The Court's recent holding in Collins (see infra n. 2), renders the issue here — the potential intersection of FIRREA's notice provisions and its statutory claim procedure barring the attachment of involuntary liens — irrelevant. It is undisputed that both Murphy and Nextgen began work on the project prior to the FDIC's appointment as receiver. Therefore, in accordance with the Court's ruling in Collins, the Court finds that Plaintiffs' rights as lien holders attached prior to September 5, 2008. See 2:09-cv-00427-RCJ-RJJ (citing N.R.S. § 108.226(4)(d) and Lehrer McGover Bovis, Inc. v. Bullock Insulation, Inc., 197 P.3d 1032, 1041 (Nev. 2008)). Accordingly, Plaintiffs' lien foreclosure claims should not be barred under Section 1825(b)(2), as they have received no "post-receivership improvement of position", that would foster attempts of creditors to "escape the payment hierarchy" by filing a lien against the property after the property has entered into receivership. Resolution Trust Corp. v. Cheshire Mgmt. Co., Inc., 18 F.3d 330, 334 (6th Cir. 1994). Therefore, as both Plaintiffs' liens attached prior to receivership, and both Plaintiffs have subsequently recorded their liens, the Court finds that the FDIC's Motion to Dismiss Plaintiffs' lien foreclosure claims must fail. B. Unjust Enrichment
Defendant also seeks that the Court dismiss Plaintiff Murphy's fourth cause of action for unjust enrichment. Specifically, the FDIC alleges that because it paid Collins in full for the work done on the project, Murphy's unjust enrichment claim fails as a matter of law. The Court however, does not agree.
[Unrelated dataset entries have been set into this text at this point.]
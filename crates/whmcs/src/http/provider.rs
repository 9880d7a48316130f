//! Provider seam between the client and the transport
//!
//! The client only needs "post this action with these fields and give me the
//! reply". Tests plug in a mock or a provider pointed at a local fake.

use super::Response;
use crate::error::Result;
use crate::params::Params;
use async_trait::async_trait;
use std::time::Duration;

/// Transport for remote procedure calls.
#[cfg_attr(test, mockall::automock)]
#[async_trait]
pub trait HttpProvider: Send + Sync {
    /// Post `params` as the form for `action` and return the raw reply.
    ///
    /// Credentials and `responsetype` are added by the provider. The reply is
    /// returned whatever its status; interpreting it is left to
    /// [`Response::into_result`].
    ///
    /// # Errors
    ///
    /// Returns [`Error::Timeout`](crate::Error::Timeout) if no reply arrives
    /// within `timeout` and [`Error::Connection`](crate::Error::Connection)
    /// for any other transport failure.
    async fn post_form(&self, action: &str, params: Params, timeout: Duration) -> Result<Response>;

    /// Provider name for logging.
    fn provider_name(&self) -> &'static str;

    /// Full endpoint URL, for diagnostics.
    fn endpoint(&self) -> &str;
}
//! Encoded sub-structures for multi-item payloads
//!
//! `CreateQuote` and `UpdateQuote` take their line items as a single
//! `lineitems` parameter: a PHP-serialized array keyed `lineitems[0]`,
//! `lineitems[1]`, … whose values are arrays with `desc`, `qty`, `up` and
//! `taxable`, then base64-encoded.
//!
//! ```text
//! a:1:{s:12:"lineitems[0]";a:4:{s:4:"desc";s:4:"Desk";s:3:"qty";i:1;s:2:"up";i:10;s:7:"taxable";b:0;}}
//! ```
//!
//! String lengths are byte lengths, not character counts.

use crate::error::{Error, Result};
use base64::Engine;
use base64::engine::general_purpose::STANDARD;
use serde::{Deserialize, Serialize};

/// Array key in a serialized PHP array.
#[derive(Debug, Clone, PartialEq)]
pub enum PhpKey {
    /// Integer key
    Int(i64),
    /// String key
    Str(String),
}

/// Value in the PHP serialization format.
#[derive(Debug, Clone, PartialEq)]
pub enum PhpValue {
    /// `N;`
    Null,
    /// `b:0;` / `b:1;`
    Bool(bool),
    /// `i:<n>;`
    Int(i64),
    /// `d:<f>;`
    Float(f64),
    /// `s:<len>:"<bytes>";`
    Str(String),
    /// `a:<count>:{<key><value>...}`, order preserved
    Array(Vec<(PhpKey, PhpValue)>),
}

impl PhpValue {
    /// Look up a string-keyed entry of an array.
    pub fn get(&self, key: &str) -> Option<&PhpValue> {
        match self {
            PhpValue::Array(entries) => entries
                .iter()
                .find(|(k, _)| matches!(k, PhpKey::Str(s) if s == key))
                .map(|(_, v)| v),
            _ => None,
        }
    }

    fn as_number(&self) -> Option<f64> {
        match self {
            PhpValue::Int(n) => Some(*n as f64),
            PhpValue::Float(f) => Some(*f),
            PhpValue::Str(s) => s.trim().parse().ok(),
            _ => None,
        }
    }

    fn as_bool(&self) -> Option<bool> {
        match self {
            PhpValue::Bool(b) => Some(*b),
            PhpValue::Int(n) => Some(*n != 0),
            PhpValue::Str(s) => Some(!(s.is_empty() || s == "0")),
            PhpValue::Null => Some(false),
            _ => None,
        }
    }
}

/// Serialize a value in the PHP `serialize()` format.
pub fn serialize(value: &PhpValue) -> String {
    let mut out = String::new();
    write_value(&mut out, value);
    out
}

fn write_value(out: &mut String, value: &PhpValue) {
    match value {
        PhpValue::Null => out.push_str("N;"),
        PhpValue::Bool(b) => {
            out.push_str(if *b { "b:1;" } else { "b:0;" });
        }
        PhpValue::Int(n) => {
            out.push_str(&format!("i:{n};"));
        }
        PhpValue::Float(f) => {
            out.push_str(&format!("d:{};", format_float(*f)));
        }
        PhpValue::Str(s) => write_str(out, s),
        PhpValue::Array(entries) => {
            out.push_str(&format!("a:{}:{{", entries.len()));
            for (key, value) in entries {
                match key {
                    PhpKey::Int(n) => out.push_str(&format!("i:{n};")),
                    PhpKey::Str(s) => write_str(out, s),
                }
                write_value(out, value);
            }
            out.push('}');
        }
    }
}

fn write_str(out: &mut String, s: &str) {
    out.push_str(&format!("s:{}:\"{}\";", s.len(), s));
}

fn format_float(f: f64) -> String {
    if f.is_nan() {
        "NAN".to_string()
    } else if f.is_infinite() {
        if f > 0.0 { "INF" } else { "-INF" }.to_string()
    } else {
        f.to_string()
    }
}

/// Parse a PHP-serialized value. Trailing input is an error.
pub fn unserialize(input: &str) -> Result<PhpValue> {
    let mut parser = Parser {
        bytes: input.as_bytes(),
        pos: 0,
        depth: 0,
    };
    let value = parser.value()?;
    if parser.pos != parser.bytes.len() {
        return Err(parser.error("trailing characters after value"));
    }
    Ok(value)
}

/// Deepest array nesting accepted by [`unserialize`].
pub const MAX_DEPTH: usize = 64;

struct Parser<'a> {
    bytes: &'a [u8],
    pos: usize,
    depth: usize,
}

impl Parser<'_> {
    fn error(&self, what: &str) -> Error {
        Error::Encoding(format!("{what} at byte {}", self.pos))
    }

    fn expect(&mut self, byte: u8) -> Result<()> {
        if self.bytes.get(self.pos) == Some(&byte) {
            self.pos += 1;
            Ok(())
        } else {
            Err(self.error(&format!("expected '{}'", byte as char)))
        }
    }

    fn read_until(&mut self, end: u8) -> Result<&str> {
        let start = self.pos;
        let offset = self.bytes[start..]
            .iter()
            .position(|b| *b == end)
            .ok_or_else(|| self.error(&format!("missing '{}'", end as char)))?;
        self.pos = start + offset + 1;
        std::str::from_utf8(&self.bytes[start..start + offset])
            .map_err(|_| self.error("invalid UTF-8"))
    }

    fn int(&mut self, end: u8) -> Result<i64> {
        let text = self.read_until(end)?;
        text.parse()
            .map_err(|_| Error::Encoding(format!("invalid integer '{text}'")))
    }

    fn string_body(&mut self) -> Result<String> {
        let len = usize::try_from(self.int(b':')?)
            .map_err(|_| self.error("negative string length"))?;
        self.expect(b'"')?;
        let end = self
            .pos
            .checked_add(len)
            .filter(|end| *end <= self.bytes.len())
            .ok_or_else(|| self.error("string length exceeds input"))?;
        let text = std::str::from_utf8(&self.bytes[self.pos..end])
            .map_err(|_| self.error("string length splits a character"))?
            .to_string();
        self.pos = end;
        self.expect(b'"')?;
        self.expect(b';')?;
        Ok(text)
    }

    fn tag(&mut self) -> Result<u8> {
        let tag = *self
            .bytes
            .get(self.pos)
            .ok_or_else(|| self.error("unexpected end of input"))?;
        self.pos += 1;
        Ok(tag)
    }

    fn value(&mut self) -> Result<PhpValue> {
        match self.tag()? {
            b'N' => {
                self.expect(b';')?;
                Ok(PhpValue::Null)
            }
            b'b' => {
                self.expect(b':')?;
                match self.int(b';')? {
                    0 => Ok(PhpValue::Bool(false)),
                    1 => Ok(PhpValue::Bool(true)),
                    _ => Err(self.error("boolean must be 0 or 1")),
                }
            }
            b'i' => {
                self.expect(b':')?;
                Ok(PhpValue::Int(self.int(b';')?))
            }
            b'd' => {
                self.expect(b':')?;
                let text = self.read_until(b';')?;
                let value = match text {
                    "NAN" => f64::NAN,
                    "INF" => f64::INFINITY,
                    "-INF" => f64::NEG_INFINITY,
                    other => other
                        .parse()
                        .map_err(|_| Error::Encoding(format!("invalid float '{other}'")))?,
                };
                Ok(PhpValue::Float(value))
            }
            b's' => {
                self.expect(b':')?;
                Ok(PhpValue::Str(self.string_body()?))
            }
            b'a' => {
                if self.depth >= MAX_DEPTH {
                    return Err(self.error(&format!("arrays nested deeper than {MAX_DEPTH}")));
                }
                self.expect(b':')?;
                let count = usize::try_from(self.int(b':')?)
                    .map_err(|_| self.error("negative array length"))?;
                self.expect(b'{')?;
                let mut entries = Vec::with_capacity(count.min(1024));
                for _ in 0..count {
                    let key = match self.tag()? {
                        b'i' => {
                            self.expect(b':')?;
                            PhpKey::Int(self.int(b';')?)
                        }
                        b's' => {
                            self.expect(b':')?;
                            PhpKey::Str(self.string_body()?)
                        }
                        _ => return Err(self.error("array key must be int or string")),
                    };
                    self.depth += 1;
                    let value = self.value();
                    self.depth -= 1;
                    entries.push((key, value?));
                }
                self.expect(b'}')?;
                Ok(PhpValue::Array(entries))
            }
            other => Err(self.error(&format!("unknown type tag '{}'", other as char))),
        }
    }
}

/// One quote line item.
#[derive(Debug, Clone, PartialEq, Serialize, Deserialize)]
pub struct LineItem {
    /// Description shown on the quote
    pub desc: String,
    /// Quantity
    pub qty: u32,
    /// Unit price
    pub up: f64,
    /// Whether tax applies
    pub taxable: bool,
}

impl LineItem {
    /// Create an untaxed line item.
    pub fn new(desc: impl Into<String>, qty: u32, unit_price: f64) -> Self {
        Self {
            desc: desc.into(),
            qty,
            up: unit_price,
            taxable: false,
        }
    }

    /// Mark the item as taxable.
    pub fn taxable(mut self, taxable: bool) -> Self {
        self.taxable = taxable;
        self
    }

    fn to_php(&self) -> PhpValue {
        let up = if self.up.fract() == 0.0 && self.up.abs() < i64::MAX as f64 {
            PhpValue::Int(self.up as i64)
        } else {
            PhpValue::Float(self.up)
        };
        PhpValue::Array(vec![
            (PhpKey::Str("desc".into()), PhpValue::Str(self.desc.clone())),
            (PhpKey::Str("qty".into()), PhpValue::Int(i64::from(self.qty))),
            (PhpKey::Str("up".into()), up),
            (PhpKey::Str("taxable".into()), PhpValue::Bool(self.taxable)),
        ])
    }

    fn from_php(value: &PhpValue) -> Result<Self> {
        let field = |name: &str| {
            value
                .get(name)
                .ok_or_else(|| Error::Encoding(format!("line item is missing '{name}'")))
        };

        let desc = match field("desc")? {
            PhpValue::Str(s) => s.clone(),
            other => return Err(Error::Encoding(format!("desc is not a string: {other:?}"))),
        };
        let qty = field("qty")?
            .as_number()
            .filter(|q| q.fract() == 0.0 && *q >= 0.0 && *q <= f64::from(u32::MAX))
            .ok_or_else(|| Error::Encoding("qty is not a whole number".to_string()))?
            as u32;
        let up = field("up")?
            .as_number()
            .ok_or_else(|| Error::Encoding("up is not a number".to_string()))?;
        let taxable = field("taxable")?
            .as_bool()
            .ok_or_else(|| Error::Encoding("taxable is not a boolean".to_string()))?;

        Ok(Self {
            desc,
            qty,
            up,
            taxable,
        })
    }
}

/// Flatten line items into the `lineitems[N]` PHP-serialized form.
pub fn encode_line_items(items: &[LineItem]) -> String {
    let entries = items
        .iter()
        .enumerate()
        .map(|(i, item)| (PhpKey::Str(format!("lineitems[{i}]")), item.to_php()))
        .collect();
    serialize(&PhpValue::Array(entries))
}

/// Parse the flattened form back into line items, ordered by index.
pub fn decode_line_items(flattened: &str) -> Result<Vec<LineItem>> {
    let PhpValue::Array(entries) = unserialize(flattened)? else {
        return Err(Error::Encoding("line items must be an array".to_string()));
    };

    let mut indexed = entries
        .iter()
        .map(|(key, value)| {
            let index = match key {
                PhpKey::Str(s) => s
                    .strip_prefix("lineitems[")
                    .and_then(|rest| rest.strip_suffix(']'))
                    .and_then(|n| n.parse::<usize>().ok()),
                PhpKey::Int(n) => usize::try_from(*n).ok(),
            }
            .ok_or_else(|| Error::Encoding(format!("unexpected line item key {key:?}")))?;
            Ok((index, LineItem::from_php(value)?))
        })
        .collect::<Result<Vec<_>>>()?;

    indexed.sort_by_key(|(index, _)| *index);
    Ok(indexed.into_iter().map(|(_, item)| item).collect())
}

/// Base64-encode a flattened blob.
pub fn to_base64(flattened: &str) -> String {
    STANDARD.encode(flattened.as_bytes())
}

/// Decode a base64 blob back to its flattened text.
pub fn from_base64(encoded: &str) -> Result<String> {
    let bytes = STANDARD
        .decode(encoded.trim())
        .map_err(|e| Error::Encoding(format!("invalid base64: {e}")))?;
    String::from_utf8(bytes).map_err(|e| Error::Encoding(format!("invalid UTF-8: {e}")))
}

/// Encode line items as the value of the `lineitems` parameter.
pub fn line_items_param(items: &[LineItem]) -> String {
    to_base64(&encode_line_items(items))
}

/// Decode a `lineitems` parameter value.
pub fn parse_line_items_param(encoded: &str) -> Result<Vec<LineItem>> {
    decode_line_items(&from_base64(encoded)?)
}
To effectively bring a claim for unjust enrichment, a Plaintiff must establish: (1) a benefit conferred upon a defendant by the plaintiff; (2) appreciation by the defendant of the benefit; and, acceptance and retention by the defendant of such benefit.
Section 1821(d)(10)(A) allows the FDIC, as receiver, to "pay creditor claims . . . in such manner and amounts as are authorized under this chapter." However, as discussed in Collins, the Court specifically held that due to the attachment of Collins' lien holder rights upon the commencement of work on the project, the FDIC should have recognized Collins as a secured lien holder. 2:09-cv-00427-RCJ-RJJ (#30). Thus, although the Ninth Circuit has held that the FDIC may use receiver's certificates as a manner of payment under FIRREA, Battista v. FDIC, 195 F.3d at 1116, Collins was entitled to compensation for its work as a secured party — as opposed to an unsecured claimant. See 12 U.S.C. § 1821(d)(8)(A).
Therefore, although the FDIC gave Collins a Receiver's Certificate in the amount of $258,878.29, Plaintiffs here may be entitled to compensation for their work as a secured party. For this reason, the Court finds that Defendants' Motion to Dismiss Plaintiffs' breach of contract claim should be denied.
IV. Conclusion
Accordingly, IT IS HEREBY ORDERED that Defendant Federal Deposit Insurance Corporation's Motion to Dismiss (#11) Intervening Plaintiff Murphy Electric Inc.'s Complaint is DENIED. IT IS FURTHER ORDERED that FDIC's Motion to Dismiss (#12) Intervening Plaintiff Securetec, Inc. is DENIED. IT IS FURTHER ORDERED that Plaintiff Murphy Electric Inc.'s Motion to Vacate (#19) is DENIED as moot.